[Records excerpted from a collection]

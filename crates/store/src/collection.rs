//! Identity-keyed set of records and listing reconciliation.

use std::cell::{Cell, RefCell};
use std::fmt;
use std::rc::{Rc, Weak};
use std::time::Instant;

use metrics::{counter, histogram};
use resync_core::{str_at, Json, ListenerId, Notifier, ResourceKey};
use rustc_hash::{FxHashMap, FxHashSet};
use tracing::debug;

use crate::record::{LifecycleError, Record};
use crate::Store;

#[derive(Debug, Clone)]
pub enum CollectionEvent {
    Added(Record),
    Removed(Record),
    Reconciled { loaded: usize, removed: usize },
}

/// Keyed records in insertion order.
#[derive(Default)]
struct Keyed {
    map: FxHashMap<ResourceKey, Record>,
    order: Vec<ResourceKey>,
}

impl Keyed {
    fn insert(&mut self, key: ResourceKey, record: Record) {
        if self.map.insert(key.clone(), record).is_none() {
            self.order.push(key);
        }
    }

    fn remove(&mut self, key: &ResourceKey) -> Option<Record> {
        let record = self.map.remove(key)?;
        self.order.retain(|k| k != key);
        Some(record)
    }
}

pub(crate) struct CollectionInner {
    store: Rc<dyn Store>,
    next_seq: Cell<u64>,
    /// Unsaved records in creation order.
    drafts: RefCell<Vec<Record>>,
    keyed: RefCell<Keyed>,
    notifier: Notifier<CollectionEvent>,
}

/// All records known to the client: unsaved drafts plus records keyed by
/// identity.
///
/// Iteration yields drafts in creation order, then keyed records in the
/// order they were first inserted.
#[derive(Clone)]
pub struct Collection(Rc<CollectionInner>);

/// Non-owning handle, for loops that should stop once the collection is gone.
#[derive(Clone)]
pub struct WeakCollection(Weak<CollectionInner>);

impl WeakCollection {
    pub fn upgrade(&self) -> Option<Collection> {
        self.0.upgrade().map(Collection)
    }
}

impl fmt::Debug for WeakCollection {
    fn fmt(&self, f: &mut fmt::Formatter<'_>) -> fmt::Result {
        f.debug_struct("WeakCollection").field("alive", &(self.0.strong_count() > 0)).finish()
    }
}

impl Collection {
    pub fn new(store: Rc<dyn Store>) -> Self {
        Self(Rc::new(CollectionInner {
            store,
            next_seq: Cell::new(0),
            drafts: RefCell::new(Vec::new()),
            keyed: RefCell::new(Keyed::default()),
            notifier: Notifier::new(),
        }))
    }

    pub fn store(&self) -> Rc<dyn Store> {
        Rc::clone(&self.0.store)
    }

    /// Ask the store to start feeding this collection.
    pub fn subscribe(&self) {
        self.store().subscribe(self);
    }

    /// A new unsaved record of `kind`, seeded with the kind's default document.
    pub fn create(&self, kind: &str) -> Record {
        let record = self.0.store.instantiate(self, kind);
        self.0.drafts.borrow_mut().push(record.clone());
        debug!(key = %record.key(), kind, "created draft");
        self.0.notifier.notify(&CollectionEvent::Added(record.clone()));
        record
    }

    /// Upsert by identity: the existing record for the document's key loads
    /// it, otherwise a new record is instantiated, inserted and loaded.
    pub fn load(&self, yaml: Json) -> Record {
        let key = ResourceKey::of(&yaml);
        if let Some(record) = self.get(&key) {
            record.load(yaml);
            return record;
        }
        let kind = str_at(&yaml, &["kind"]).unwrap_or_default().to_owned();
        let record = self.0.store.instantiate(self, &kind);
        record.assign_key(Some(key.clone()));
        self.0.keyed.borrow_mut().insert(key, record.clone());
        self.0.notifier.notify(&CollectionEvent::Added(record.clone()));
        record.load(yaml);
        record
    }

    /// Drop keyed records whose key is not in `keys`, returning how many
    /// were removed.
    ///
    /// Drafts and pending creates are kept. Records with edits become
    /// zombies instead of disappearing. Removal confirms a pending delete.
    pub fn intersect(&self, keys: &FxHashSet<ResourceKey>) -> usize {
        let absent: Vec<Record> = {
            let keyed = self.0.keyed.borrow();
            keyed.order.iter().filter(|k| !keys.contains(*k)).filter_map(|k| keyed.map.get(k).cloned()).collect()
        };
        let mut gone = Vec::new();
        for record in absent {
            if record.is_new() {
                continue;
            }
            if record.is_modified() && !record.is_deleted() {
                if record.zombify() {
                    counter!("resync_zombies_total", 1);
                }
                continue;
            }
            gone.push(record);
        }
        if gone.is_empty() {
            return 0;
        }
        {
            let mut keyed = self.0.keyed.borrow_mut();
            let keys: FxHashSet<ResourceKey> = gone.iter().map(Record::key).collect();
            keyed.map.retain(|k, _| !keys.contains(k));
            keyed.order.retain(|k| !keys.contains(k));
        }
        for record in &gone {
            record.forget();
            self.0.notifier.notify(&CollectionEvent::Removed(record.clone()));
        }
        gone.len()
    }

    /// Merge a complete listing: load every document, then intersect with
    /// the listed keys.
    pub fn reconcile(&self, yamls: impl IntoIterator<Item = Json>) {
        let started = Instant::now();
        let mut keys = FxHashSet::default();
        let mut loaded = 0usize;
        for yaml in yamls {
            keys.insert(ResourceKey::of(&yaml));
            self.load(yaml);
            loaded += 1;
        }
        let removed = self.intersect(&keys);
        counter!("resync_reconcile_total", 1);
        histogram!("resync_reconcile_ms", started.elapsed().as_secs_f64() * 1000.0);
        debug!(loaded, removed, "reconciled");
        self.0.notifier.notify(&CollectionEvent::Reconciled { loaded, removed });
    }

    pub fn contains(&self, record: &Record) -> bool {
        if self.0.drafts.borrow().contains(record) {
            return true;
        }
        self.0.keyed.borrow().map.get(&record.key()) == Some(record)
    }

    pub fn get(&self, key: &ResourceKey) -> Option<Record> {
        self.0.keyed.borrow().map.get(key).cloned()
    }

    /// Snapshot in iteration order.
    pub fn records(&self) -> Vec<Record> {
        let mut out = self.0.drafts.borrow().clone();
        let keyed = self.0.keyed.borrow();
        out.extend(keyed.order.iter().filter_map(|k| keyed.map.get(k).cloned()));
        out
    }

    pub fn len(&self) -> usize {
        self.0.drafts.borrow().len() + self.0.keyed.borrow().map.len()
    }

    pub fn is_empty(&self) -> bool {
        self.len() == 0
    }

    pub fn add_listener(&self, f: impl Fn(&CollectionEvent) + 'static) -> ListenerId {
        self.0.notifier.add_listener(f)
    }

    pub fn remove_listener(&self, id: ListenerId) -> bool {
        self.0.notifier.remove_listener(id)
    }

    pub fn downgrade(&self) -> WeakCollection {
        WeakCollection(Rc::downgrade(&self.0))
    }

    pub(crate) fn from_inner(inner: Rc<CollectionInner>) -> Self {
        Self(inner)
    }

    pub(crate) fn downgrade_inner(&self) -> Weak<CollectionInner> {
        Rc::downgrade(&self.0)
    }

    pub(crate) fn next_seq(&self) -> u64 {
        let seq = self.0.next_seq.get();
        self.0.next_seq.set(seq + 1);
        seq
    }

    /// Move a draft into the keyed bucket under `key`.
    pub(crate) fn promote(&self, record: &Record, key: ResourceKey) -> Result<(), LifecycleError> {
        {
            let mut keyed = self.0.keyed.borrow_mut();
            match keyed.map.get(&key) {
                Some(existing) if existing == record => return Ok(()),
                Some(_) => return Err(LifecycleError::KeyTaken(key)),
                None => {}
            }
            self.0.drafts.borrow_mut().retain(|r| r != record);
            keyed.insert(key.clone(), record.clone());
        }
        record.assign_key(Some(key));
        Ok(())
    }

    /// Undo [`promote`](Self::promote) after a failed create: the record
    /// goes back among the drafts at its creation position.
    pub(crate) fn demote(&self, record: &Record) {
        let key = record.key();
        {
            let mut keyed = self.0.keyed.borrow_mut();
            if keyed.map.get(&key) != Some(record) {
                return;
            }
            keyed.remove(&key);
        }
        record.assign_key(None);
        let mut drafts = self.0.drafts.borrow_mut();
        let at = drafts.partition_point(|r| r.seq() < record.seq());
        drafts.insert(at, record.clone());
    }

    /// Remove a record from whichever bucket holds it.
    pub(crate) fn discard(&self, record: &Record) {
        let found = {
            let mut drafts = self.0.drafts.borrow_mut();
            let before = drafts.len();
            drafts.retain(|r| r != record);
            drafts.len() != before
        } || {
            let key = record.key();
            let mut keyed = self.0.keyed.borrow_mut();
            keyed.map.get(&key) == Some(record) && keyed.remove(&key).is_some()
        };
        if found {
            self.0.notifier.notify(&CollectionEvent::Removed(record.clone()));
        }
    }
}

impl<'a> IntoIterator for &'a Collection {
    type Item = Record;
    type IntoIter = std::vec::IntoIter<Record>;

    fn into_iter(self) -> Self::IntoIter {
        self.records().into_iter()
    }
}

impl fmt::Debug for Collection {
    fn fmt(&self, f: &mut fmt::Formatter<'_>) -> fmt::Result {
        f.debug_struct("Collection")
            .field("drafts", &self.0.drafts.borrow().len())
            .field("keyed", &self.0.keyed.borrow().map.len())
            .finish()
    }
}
==
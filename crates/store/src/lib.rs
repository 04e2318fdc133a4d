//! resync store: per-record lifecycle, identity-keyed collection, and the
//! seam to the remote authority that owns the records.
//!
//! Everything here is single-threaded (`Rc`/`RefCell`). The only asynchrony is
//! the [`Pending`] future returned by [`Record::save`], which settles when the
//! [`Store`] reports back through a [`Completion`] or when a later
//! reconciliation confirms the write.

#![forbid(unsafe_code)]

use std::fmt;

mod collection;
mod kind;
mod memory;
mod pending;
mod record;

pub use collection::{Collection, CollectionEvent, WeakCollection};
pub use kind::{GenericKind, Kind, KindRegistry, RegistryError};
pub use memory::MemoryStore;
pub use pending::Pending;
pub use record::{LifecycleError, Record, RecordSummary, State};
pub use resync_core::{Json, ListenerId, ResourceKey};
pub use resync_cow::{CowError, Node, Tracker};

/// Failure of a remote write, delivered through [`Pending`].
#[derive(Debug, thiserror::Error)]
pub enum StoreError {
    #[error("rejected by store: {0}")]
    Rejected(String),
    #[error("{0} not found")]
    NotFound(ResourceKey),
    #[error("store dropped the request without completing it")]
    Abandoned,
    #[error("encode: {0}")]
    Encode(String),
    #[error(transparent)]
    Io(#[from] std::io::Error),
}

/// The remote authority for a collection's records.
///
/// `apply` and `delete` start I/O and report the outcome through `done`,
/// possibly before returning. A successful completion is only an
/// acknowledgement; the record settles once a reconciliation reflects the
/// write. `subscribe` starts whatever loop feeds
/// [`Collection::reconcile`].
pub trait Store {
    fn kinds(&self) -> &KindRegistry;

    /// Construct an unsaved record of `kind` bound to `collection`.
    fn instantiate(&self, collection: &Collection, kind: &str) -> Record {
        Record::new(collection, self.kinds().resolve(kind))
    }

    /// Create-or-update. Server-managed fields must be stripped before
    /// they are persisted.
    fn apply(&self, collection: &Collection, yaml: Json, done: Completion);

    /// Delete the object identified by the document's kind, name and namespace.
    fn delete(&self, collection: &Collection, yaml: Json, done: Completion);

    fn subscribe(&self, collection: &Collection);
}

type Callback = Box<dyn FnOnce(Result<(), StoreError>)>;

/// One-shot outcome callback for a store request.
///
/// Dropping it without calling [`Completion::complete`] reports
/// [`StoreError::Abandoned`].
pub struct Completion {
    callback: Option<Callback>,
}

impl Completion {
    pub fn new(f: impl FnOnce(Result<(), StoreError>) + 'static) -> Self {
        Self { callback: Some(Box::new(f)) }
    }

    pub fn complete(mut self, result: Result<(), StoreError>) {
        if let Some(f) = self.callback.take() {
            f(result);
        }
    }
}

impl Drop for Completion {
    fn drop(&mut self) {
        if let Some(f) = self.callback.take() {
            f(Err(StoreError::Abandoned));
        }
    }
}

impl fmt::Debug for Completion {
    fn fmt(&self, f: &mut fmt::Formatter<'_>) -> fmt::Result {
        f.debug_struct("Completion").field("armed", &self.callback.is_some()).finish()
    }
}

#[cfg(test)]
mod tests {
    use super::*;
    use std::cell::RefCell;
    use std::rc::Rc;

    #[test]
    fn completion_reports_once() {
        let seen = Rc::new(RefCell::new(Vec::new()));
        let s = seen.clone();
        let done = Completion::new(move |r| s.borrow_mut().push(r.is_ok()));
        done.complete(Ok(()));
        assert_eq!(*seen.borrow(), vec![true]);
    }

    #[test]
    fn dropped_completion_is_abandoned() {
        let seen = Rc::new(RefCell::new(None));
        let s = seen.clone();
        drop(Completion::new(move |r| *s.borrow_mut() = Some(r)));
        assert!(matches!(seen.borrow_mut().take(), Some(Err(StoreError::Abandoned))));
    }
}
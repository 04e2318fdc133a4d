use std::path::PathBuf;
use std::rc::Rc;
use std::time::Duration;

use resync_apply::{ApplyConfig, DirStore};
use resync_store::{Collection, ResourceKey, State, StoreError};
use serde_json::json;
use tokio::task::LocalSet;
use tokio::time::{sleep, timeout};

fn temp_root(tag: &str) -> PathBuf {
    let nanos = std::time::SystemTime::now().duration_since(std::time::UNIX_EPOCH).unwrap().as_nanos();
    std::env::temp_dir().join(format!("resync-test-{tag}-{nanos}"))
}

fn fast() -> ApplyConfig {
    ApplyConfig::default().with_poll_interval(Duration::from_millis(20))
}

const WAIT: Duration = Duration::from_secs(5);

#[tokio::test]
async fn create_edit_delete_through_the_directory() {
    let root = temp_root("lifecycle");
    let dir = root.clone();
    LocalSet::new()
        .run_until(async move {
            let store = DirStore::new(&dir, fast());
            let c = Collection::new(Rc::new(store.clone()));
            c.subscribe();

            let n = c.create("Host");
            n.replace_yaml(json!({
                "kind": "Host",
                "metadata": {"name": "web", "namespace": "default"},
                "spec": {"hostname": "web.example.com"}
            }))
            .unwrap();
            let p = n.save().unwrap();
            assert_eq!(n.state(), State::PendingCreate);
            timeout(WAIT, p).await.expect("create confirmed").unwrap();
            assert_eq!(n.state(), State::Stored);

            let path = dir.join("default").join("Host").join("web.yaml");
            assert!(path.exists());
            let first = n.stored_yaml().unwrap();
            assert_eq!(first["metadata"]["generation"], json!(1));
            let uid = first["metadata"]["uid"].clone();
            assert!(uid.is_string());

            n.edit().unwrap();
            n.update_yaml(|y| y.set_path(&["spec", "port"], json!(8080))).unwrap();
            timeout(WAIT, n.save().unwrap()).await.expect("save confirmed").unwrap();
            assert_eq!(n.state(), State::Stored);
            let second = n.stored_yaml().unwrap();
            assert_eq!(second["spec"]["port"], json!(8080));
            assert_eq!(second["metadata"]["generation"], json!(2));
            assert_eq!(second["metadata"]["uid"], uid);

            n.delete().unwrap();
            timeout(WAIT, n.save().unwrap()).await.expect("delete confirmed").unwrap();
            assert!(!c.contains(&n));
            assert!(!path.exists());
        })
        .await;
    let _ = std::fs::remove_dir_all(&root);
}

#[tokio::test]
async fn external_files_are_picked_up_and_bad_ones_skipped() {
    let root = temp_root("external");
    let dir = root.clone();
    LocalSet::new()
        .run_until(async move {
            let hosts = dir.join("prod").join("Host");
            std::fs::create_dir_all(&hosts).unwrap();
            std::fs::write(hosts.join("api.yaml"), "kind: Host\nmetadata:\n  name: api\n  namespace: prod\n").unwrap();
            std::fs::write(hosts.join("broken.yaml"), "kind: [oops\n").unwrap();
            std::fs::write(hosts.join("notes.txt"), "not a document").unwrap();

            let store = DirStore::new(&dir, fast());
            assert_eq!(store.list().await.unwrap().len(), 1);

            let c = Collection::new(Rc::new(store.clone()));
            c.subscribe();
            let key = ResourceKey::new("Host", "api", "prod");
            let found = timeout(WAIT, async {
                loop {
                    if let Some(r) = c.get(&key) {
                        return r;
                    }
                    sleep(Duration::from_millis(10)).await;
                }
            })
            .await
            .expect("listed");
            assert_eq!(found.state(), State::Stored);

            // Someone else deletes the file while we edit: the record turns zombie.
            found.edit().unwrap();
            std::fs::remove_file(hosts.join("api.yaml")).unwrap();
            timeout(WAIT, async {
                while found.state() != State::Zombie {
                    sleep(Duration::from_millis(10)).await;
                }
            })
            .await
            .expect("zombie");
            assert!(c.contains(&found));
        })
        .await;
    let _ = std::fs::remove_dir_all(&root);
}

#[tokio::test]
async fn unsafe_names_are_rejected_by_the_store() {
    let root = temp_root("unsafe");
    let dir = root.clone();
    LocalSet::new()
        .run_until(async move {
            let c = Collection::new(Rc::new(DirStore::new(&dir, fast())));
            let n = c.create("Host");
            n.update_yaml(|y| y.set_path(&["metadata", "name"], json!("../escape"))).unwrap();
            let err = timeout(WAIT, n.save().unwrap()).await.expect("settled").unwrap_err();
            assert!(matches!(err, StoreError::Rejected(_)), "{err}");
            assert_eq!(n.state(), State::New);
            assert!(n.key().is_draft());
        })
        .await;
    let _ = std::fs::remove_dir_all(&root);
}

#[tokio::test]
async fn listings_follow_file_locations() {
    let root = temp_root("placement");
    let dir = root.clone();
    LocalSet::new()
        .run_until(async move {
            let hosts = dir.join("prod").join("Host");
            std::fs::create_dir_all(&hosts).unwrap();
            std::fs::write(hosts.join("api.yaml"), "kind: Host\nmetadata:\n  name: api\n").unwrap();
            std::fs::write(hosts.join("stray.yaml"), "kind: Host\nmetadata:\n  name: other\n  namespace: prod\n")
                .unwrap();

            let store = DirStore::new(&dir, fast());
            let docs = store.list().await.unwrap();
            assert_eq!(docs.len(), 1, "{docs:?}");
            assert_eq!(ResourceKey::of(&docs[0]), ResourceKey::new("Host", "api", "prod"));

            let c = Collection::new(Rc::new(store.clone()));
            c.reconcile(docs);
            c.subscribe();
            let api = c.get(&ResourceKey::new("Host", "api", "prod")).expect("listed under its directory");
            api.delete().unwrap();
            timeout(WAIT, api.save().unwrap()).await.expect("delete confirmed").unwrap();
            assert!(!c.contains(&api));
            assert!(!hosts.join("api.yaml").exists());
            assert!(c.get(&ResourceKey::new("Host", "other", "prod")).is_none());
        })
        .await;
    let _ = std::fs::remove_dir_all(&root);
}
...
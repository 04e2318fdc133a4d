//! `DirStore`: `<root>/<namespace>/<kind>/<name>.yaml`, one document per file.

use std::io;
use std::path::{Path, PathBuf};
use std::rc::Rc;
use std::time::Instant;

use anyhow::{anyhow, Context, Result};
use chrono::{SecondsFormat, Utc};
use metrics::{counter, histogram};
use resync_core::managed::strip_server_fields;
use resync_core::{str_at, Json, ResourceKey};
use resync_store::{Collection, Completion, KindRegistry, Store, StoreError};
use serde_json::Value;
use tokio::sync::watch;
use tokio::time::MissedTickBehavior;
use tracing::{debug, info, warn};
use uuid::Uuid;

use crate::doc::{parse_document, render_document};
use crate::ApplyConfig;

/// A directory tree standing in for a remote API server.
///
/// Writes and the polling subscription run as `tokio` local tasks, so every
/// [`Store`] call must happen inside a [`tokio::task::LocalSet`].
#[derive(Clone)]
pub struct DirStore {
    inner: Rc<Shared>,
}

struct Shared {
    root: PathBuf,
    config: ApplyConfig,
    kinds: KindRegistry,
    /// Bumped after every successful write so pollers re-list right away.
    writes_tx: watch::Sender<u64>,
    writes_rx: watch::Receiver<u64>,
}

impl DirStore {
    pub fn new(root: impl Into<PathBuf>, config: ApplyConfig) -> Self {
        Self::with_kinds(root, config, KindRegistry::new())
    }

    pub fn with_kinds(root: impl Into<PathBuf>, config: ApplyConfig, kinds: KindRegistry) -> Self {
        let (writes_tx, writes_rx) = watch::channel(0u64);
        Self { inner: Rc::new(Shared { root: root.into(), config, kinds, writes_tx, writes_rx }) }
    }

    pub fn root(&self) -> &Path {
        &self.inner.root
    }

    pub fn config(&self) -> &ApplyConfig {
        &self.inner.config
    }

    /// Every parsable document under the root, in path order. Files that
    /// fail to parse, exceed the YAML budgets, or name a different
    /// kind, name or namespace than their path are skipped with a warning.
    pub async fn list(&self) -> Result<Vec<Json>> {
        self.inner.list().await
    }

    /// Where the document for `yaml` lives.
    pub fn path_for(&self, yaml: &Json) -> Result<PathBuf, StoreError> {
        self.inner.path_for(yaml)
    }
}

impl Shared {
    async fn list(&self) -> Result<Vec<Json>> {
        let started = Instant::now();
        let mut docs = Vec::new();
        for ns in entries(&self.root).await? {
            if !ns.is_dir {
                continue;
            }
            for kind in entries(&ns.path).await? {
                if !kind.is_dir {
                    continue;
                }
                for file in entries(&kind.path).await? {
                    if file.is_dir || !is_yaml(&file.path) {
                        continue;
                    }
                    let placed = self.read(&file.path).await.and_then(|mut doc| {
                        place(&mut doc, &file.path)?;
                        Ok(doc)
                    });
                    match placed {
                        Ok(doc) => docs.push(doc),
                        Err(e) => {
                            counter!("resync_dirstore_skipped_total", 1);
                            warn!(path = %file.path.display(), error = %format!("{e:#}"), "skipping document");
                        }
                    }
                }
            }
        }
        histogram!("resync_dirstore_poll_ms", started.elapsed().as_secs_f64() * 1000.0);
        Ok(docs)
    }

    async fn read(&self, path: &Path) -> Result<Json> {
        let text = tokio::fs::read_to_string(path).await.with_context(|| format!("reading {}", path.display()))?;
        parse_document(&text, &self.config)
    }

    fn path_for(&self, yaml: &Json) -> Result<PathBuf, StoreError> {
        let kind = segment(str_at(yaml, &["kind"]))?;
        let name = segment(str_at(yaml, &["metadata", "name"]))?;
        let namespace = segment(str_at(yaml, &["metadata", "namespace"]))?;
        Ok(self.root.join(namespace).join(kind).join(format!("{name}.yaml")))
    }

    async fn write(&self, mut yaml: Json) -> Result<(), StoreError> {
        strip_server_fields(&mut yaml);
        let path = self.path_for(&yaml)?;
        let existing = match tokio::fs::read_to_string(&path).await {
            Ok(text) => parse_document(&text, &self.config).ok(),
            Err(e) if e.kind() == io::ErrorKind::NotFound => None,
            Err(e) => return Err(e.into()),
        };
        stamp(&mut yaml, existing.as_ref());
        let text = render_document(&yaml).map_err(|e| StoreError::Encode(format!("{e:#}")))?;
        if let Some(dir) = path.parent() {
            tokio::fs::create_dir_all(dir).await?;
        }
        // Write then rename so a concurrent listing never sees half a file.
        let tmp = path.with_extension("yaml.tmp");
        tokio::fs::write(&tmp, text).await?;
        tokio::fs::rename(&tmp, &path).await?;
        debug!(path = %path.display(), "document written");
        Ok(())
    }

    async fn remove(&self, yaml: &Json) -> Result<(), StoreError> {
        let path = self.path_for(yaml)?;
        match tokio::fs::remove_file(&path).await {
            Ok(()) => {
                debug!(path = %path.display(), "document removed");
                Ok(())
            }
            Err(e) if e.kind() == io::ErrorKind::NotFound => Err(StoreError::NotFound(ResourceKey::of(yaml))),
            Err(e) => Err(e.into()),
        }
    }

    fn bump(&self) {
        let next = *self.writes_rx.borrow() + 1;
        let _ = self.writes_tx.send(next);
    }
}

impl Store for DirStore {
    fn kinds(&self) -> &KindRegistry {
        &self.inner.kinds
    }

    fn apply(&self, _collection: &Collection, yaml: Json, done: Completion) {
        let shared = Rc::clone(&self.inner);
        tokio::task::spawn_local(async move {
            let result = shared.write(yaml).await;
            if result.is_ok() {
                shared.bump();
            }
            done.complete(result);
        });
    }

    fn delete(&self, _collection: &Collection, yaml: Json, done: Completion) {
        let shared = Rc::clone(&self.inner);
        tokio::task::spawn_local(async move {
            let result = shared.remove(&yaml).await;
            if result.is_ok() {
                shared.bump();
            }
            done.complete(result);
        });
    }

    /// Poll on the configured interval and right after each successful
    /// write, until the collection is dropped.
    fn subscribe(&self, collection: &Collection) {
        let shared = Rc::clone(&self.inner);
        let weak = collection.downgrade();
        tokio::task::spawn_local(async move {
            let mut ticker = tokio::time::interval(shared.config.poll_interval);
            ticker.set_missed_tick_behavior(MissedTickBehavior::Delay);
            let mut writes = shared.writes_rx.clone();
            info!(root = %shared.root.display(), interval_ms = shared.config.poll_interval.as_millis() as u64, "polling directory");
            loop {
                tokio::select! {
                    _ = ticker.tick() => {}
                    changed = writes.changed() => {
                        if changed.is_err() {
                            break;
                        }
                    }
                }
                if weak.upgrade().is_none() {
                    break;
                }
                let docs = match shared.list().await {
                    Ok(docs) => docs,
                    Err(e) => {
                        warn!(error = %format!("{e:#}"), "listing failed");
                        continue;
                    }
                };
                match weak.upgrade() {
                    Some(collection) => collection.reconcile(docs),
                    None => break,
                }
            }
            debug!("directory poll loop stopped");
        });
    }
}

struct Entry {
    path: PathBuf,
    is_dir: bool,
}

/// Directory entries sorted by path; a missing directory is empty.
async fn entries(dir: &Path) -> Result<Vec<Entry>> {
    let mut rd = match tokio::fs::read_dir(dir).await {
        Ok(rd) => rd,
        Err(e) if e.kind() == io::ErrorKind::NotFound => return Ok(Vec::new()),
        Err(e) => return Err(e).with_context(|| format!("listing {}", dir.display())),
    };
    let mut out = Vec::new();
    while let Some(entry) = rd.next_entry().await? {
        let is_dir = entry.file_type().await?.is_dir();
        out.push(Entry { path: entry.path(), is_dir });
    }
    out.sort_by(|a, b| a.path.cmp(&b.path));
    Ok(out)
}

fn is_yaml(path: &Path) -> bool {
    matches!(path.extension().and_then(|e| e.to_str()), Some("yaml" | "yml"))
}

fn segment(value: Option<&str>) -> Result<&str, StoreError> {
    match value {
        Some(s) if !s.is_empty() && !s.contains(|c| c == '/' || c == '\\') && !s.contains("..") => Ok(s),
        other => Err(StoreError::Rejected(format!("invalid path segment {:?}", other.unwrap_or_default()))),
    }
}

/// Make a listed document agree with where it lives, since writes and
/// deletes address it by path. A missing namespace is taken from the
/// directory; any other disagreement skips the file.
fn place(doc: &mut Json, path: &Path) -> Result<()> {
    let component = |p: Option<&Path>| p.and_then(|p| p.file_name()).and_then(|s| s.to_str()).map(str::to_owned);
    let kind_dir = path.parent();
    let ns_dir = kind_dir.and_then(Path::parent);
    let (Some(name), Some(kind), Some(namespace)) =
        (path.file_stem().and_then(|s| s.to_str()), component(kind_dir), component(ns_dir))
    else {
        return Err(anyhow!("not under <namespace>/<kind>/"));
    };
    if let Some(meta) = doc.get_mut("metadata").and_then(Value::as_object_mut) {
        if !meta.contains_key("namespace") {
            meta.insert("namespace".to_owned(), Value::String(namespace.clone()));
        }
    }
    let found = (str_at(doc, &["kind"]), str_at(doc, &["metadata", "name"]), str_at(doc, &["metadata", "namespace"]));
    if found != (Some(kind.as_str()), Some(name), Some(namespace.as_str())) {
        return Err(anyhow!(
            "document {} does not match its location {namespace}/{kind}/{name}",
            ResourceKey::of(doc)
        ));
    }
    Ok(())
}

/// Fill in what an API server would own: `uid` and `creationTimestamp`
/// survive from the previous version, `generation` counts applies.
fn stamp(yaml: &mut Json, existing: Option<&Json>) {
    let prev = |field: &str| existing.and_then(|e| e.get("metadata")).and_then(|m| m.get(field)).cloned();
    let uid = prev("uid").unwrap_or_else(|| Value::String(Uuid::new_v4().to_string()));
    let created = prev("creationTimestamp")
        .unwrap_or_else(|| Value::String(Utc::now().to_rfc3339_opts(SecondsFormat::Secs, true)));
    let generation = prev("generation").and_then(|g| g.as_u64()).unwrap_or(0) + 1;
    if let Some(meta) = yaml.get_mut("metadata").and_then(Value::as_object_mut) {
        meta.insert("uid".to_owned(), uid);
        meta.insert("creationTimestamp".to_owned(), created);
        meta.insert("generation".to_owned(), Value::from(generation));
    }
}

→ **INSTRUCTIONS TO FOLLOW**: Your answer should consist of the lines above that hold the word "started".

→ **EXERCISE OUTPUT**:
        let started = Instant::now();
        histogram!("resync_reconcile_ms", started.elapsed().as_secs_f64() * 1000.0);
        let started = Instant::now();
        histogram!("resync_dirstore_poll_ms", started.elapsed().as_secs_f64() * 1000.0);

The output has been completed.